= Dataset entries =
= Beginning of Section =
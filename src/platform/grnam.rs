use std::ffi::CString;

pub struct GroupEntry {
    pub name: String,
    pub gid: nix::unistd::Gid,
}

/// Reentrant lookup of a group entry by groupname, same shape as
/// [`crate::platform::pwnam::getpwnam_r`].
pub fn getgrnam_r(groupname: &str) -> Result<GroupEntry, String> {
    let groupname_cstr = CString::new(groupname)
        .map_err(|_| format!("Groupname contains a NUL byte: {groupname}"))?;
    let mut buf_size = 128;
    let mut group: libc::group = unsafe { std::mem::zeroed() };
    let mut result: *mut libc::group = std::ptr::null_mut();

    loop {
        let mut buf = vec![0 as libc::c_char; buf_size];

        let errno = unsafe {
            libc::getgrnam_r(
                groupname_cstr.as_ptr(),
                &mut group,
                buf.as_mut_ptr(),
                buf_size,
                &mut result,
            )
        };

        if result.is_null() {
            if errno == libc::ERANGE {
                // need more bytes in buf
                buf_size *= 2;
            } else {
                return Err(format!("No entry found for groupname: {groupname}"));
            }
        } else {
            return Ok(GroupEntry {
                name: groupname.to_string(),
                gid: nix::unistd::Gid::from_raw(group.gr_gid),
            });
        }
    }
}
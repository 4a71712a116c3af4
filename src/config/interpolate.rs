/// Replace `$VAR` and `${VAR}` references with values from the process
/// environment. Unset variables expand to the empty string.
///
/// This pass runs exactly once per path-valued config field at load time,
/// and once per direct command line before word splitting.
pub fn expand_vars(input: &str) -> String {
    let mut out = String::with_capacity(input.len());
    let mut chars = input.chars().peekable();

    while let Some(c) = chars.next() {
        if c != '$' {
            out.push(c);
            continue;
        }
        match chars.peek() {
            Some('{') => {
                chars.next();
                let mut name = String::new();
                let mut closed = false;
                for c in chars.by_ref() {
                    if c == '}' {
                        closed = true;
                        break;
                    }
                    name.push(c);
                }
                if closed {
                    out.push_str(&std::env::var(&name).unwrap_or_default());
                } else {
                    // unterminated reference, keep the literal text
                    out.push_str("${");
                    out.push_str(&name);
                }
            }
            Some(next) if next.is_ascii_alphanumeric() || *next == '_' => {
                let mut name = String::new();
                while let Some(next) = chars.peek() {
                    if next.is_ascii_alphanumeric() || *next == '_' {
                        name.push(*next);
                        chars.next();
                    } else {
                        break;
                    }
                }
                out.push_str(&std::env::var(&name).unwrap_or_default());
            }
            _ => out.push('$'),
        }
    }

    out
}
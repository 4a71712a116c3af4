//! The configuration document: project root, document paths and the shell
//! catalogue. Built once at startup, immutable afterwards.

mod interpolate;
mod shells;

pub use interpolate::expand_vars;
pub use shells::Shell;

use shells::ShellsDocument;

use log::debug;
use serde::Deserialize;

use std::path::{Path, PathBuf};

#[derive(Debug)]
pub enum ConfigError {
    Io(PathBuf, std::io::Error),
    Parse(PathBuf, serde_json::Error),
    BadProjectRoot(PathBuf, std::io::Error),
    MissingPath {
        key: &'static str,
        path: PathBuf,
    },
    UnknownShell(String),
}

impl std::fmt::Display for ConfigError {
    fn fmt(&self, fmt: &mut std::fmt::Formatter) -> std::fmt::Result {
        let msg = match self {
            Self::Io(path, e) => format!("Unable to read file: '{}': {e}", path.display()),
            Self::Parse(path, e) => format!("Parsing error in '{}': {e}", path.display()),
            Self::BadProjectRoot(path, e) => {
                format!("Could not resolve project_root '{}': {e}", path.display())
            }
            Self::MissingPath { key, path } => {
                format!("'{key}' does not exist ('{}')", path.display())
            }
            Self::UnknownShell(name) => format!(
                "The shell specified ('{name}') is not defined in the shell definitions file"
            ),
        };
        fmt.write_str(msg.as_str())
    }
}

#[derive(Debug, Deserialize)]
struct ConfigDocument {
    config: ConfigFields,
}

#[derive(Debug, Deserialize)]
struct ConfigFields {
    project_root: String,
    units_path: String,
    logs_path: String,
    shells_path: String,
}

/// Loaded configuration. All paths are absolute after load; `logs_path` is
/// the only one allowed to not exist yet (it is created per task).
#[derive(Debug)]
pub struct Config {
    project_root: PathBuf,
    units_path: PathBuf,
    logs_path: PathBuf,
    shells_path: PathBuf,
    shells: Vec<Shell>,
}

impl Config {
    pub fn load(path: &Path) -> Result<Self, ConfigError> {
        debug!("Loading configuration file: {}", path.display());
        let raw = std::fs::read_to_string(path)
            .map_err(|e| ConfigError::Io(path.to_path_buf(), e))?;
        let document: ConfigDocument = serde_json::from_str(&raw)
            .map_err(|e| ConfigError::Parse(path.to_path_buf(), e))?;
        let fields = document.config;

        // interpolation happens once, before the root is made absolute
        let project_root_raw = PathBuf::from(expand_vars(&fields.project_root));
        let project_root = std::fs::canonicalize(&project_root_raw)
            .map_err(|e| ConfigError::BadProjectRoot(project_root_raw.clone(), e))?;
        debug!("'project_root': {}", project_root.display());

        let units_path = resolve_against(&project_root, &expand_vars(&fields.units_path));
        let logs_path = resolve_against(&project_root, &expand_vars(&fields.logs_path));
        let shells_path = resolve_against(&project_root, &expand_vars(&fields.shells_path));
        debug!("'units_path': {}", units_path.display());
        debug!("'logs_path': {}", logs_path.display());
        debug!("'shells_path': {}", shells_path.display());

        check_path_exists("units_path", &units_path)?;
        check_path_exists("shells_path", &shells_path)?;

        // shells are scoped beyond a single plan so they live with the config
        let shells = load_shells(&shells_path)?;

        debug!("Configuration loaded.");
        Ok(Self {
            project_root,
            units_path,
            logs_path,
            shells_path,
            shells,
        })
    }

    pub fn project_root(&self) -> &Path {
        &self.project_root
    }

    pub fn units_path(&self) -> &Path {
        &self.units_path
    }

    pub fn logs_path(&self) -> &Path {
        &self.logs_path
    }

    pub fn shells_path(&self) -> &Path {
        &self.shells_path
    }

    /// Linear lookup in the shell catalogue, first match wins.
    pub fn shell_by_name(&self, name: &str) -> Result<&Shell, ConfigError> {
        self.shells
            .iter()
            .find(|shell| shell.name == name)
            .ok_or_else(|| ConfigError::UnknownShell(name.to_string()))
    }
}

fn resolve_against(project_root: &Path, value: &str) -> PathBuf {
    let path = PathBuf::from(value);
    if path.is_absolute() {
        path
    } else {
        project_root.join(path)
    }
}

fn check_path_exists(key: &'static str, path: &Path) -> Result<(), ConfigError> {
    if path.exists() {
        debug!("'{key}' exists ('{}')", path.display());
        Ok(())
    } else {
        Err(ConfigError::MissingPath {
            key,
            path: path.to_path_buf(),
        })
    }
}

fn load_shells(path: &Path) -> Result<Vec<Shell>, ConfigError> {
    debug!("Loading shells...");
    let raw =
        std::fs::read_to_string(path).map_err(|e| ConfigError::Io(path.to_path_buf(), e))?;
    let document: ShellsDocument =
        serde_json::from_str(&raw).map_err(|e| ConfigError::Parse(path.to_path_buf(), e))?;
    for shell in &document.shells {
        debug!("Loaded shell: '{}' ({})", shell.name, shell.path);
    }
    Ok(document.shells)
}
= End of Section =
= WORK INSTRUCTION =
Working through the entries above, copy every line in which "UnknownShell" is found.

= RESPONSE BELOW =
    UnknownShell(String),
            Self::UnknownShell(name) => format!(
            .ok_or_else(|| ConfigError::UnknownShell(name.to_string()))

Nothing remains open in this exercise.